Activity: Could you write out the records below exactly, without omitting a line?

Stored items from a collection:
/---

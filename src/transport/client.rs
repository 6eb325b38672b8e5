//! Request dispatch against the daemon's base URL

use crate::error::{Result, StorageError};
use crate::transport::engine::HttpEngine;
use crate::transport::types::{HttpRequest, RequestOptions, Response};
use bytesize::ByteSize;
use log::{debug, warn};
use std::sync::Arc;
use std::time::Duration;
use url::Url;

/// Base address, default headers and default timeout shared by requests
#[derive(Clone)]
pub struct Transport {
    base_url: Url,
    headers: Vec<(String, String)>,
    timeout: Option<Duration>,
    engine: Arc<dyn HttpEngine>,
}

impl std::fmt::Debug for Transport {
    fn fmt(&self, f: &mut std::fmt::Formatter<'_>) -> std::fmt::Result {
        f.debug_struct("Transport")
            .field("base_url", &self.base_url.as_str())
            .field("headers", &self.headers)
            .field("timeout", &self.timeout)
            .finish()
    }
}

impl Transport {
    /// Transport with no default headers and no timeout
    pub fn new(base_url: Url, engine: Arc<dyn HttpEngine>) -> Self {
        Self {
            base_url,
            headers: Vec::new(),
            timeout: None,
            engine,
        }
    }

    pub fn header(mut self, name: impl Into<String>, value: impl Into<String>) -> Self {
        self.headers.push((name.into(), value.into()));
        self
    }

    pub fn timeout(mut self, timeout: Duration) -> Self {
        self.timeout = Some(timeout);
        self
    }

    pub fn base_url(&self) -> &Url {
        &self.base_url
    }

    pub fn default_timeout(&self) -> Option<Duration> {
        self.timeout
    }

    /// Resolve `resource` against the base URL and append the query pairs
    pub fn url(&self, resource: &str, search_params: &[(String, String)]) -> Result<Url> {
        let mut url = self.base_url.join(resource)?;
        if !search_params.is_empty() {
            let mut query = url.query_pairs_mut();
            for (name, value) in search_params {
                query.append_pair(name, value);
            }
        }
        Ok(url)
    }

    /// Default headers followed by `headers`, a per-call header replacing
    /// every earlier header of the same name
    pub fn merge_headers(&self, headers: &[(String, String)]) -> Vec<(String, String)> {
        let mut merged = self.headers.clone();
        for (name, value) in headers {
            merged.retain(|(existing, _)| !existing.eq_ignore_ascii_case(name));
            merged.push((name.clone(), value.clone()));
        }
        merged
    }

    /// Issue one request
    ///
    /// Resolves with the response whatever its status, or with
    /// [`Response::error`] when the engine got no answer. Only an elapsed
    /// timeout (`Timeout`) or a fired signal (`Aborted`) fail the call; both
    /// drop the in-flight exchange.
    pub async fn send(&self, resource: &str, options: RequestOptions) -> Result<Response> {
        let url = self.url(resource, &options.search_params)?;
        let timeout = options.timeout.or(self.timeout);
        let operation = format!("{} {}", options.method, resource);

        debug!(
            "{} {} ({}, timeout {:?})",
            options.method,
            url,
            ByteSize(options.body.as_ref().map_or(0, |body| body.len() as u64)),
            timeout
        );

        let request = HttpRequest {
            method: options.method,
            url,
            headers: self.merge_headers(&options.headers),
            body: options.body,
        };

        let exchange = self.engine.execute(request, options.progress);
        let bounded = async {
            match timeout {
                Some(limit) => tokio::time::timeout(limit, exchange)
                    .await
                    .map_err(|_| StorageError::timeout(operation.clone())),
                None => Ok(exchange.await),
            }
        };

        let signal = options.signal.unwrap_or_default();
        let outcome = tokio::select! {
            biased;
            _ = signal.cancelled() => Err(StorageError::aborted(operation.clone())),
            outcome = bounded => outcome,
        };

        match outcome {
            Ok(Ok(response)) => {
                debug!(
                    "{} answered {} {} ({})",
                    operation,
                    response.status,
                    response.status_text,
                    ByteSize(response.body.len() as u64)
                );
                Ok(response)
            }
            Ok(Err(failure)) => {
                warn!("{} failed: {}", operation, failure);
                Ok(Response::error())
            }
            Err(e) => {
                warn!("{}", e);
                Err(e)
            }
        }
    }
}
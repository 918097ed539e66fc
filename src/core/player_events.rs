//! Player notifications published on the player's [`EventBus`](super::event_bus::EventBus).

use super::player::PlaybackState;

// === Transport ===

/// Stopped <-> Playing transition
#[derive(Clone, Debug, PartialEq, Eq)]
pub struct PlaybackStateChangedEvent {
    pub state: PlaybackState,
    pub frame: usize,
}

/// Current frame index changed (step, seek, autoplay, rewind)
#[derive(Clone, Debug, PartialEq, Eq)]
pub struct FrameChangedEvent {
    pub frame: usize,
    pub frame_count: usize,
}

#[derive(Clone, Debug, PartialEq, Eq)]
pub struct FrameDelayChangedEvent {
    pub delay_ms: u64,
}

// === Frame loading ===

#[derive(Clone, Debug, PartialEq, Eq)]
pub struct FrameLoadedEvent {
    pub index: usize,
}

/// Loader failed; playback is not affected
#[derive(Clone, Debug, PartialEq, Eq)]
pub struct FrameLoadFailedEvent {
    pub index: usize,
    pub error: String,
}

\---

Solution:
filename src/transport/client.rs
repository 6eb325b38672b8e5
//! Request dispatch against the daemon's base URL

use crate::error::{Result, StorageError};
use crate::transport::engine::HttpEngine;
use crate::transport::types::{HttpRequest, RequestOptions, Response};
use bytesize::ByteSize;
use log::{debug, warn};
use std::sync::Arc;
use std::time::Duration;
use url::Url;

/// Base address, default headers and default timeout shared by requests
#[derive(Clone)]
pub struct Transport {
    base_url: Url,
    headers: Vec<(String, String)>,
    timeout: Option<Duration>,
    engine: Arc<dyn HttpEngine>,
}

impl std::fmt::Debug for Transport {
    fn fmt(&self, f: &mut std::fmt::Formatter<'_>) -> std::fmt::Result {
        f.debug_struct("Transport")
            .field("base_url", &self.base_url.as_str())
            .field("headers", &self.headers)
            .field("timeout", &self.timeout)
            .finish()
    }
}

impl Transport {
    /// Transport with no default headers and no timeout
    pub fn new(base_url: Url, engine: Arc<dyn HttpEngine>) -> Self {
        Self {
            base_url,
            headers: Vec::new(),
            timeout: None,
            engine,
        }
    }

    pub fn header(mut self, name: impl Into<String>, value: impl Into<String>) -> Self {
        self.headers.push((name.into(), value.into()));
        self
    }

    pub fn timeout(mut self, timeout: Duration) -> Self {
        self.timeout = Some(timeout);
        self
    }

    pub fn base_url(&self) -> &Url {
        &self.base_url
    }

    pub fn default_timeout(&self) -> Option<Duration> {
        self.timeout
    }

    /// Resolve `resource` against the base URL and append the query pairs
    pub fn url(&self, resource: &str, search_params: &[(String, String)]) -> Result<Url> {
        let mut url = self.base_url.join(resource)?;
        if !search_params.is_empty() {
            let mut query = url.query_pairs_mut();
            for (name, value) in search_params {
                query.append_pair(name, value);
            }
        }
        Ok(url)
    }

    /// Default headers followed by `headers`, a per-call header replacing
    /// every earlier header of the same name
    pub fn merge_headers(&self, headers: &[(String, String)]) -> Vec<(String, String)> {
        let mut merged = self.headers.clone();
        for (name, value) in headers {
            merged.retain(|(existing, _)| !existing.eq_ignore_ascii_case(name));
            merged.push((name.clone(), value.clone()));
        }
        merged
    }

    /// Issue one request
    ///
    /// Resolves with the response whatever its status, or with
    /// [`Response::error`] when the engine got no answer. Only an elapsed
    /// timeout (`Timeout`) or a fired signal (`Aborted`) fail the call; both
    /// drop the in-flight exchange.
    pub async fn send(&self, resource: &str, options: RequestOptions) -> Result<Response> {
        let url = self.url(resource, &options.search_params)?;
        let timeout = options.timeout.or(self.timeout);
        let operation = format!("{} {}", options.method, resource);

        debug!(
            "{} {} ({}, timeout {:?})",
            options.method,
            url,
            ByteSize(options.body.as_ref().map_or(0, |body| body.len() as u64)),
            timeout
        );

        let request = HttpRequest {
            method: options.method,
            url,
            headers: self.merge_headers(&options.headers),
            body: options.body,
        };

        let exchange = self.engine.execute(request, options.progress);
        let bounded = async {
            match timeout {
                Some(limit) => tokio::time::timeout(limit, exchange)
                    .await
                    .map_err(|_| StorageError::timeout(operation.clone())),
                None => Ok(exchange.await),
            }
        };

        let signal = options.signal.unwrap_or_default();
        let outcome = tokio::select! {
            biased;
            _ = signal.cancelled() => Err(StorageError::aborted(operation.clone())),
            outcome = bounded => outcome,
        };

        match outcome {
            Ok(Ok(response)) => {
                debug!(
                    "{} answered {} {} ({})",
                    operation,
                    response.status,
                    response.status_text,
                    ByteSize(response.body.len() as u64)
                );
                Ok(response)
            }
            Ok(Err(failure)) => {
                warn!("{} failed: {}", operation, failure);
                Ok(Response::error())
            }
            Err(e) => {
                warn!("{}", e);
                Err(e)
            }
        }
    }
}
repository 918097ed539e66fc
filename src/core/player_events.rs
//! Player notifications published on the player's [`EventBus`](super::event_bus::EventBus).

use super::player::PlaybackState;

// === Transport ===

/// Stopped <-> Playing transition
#[derive(Clone, Debug, PartialEq, Eq)]
pub struct PlaybackStateChangedEvent {
    pub state: PlaybackState,
    pub frame: usize,
}

/// Current frame index changed (step, seek, autoplay, rewind)
#[derive(Clone, Debug, PartialEq, Eq)]
pub struct FrameChangedEvent {
    pub frame: usize,
    pub frame_count: usize,
}

#[derive(Clone, Debug, PartialEq, Eq)]
pub struct FrameDelayChangedEvent {
    pub delay_ms: u64,
}

// === Frame loading ===

#[derive(Clone, Debug, PartialEq, Eq)]
pub struct FrameLoadedEvent {
    pub index: usize,
}

/// Loader failed; playback is not affected
#[derive(Clone, Debug, PartialEq, Eq)]
pub struct FrameLoadFailedEvent {
    pub index: usize,
    pub error: String,
}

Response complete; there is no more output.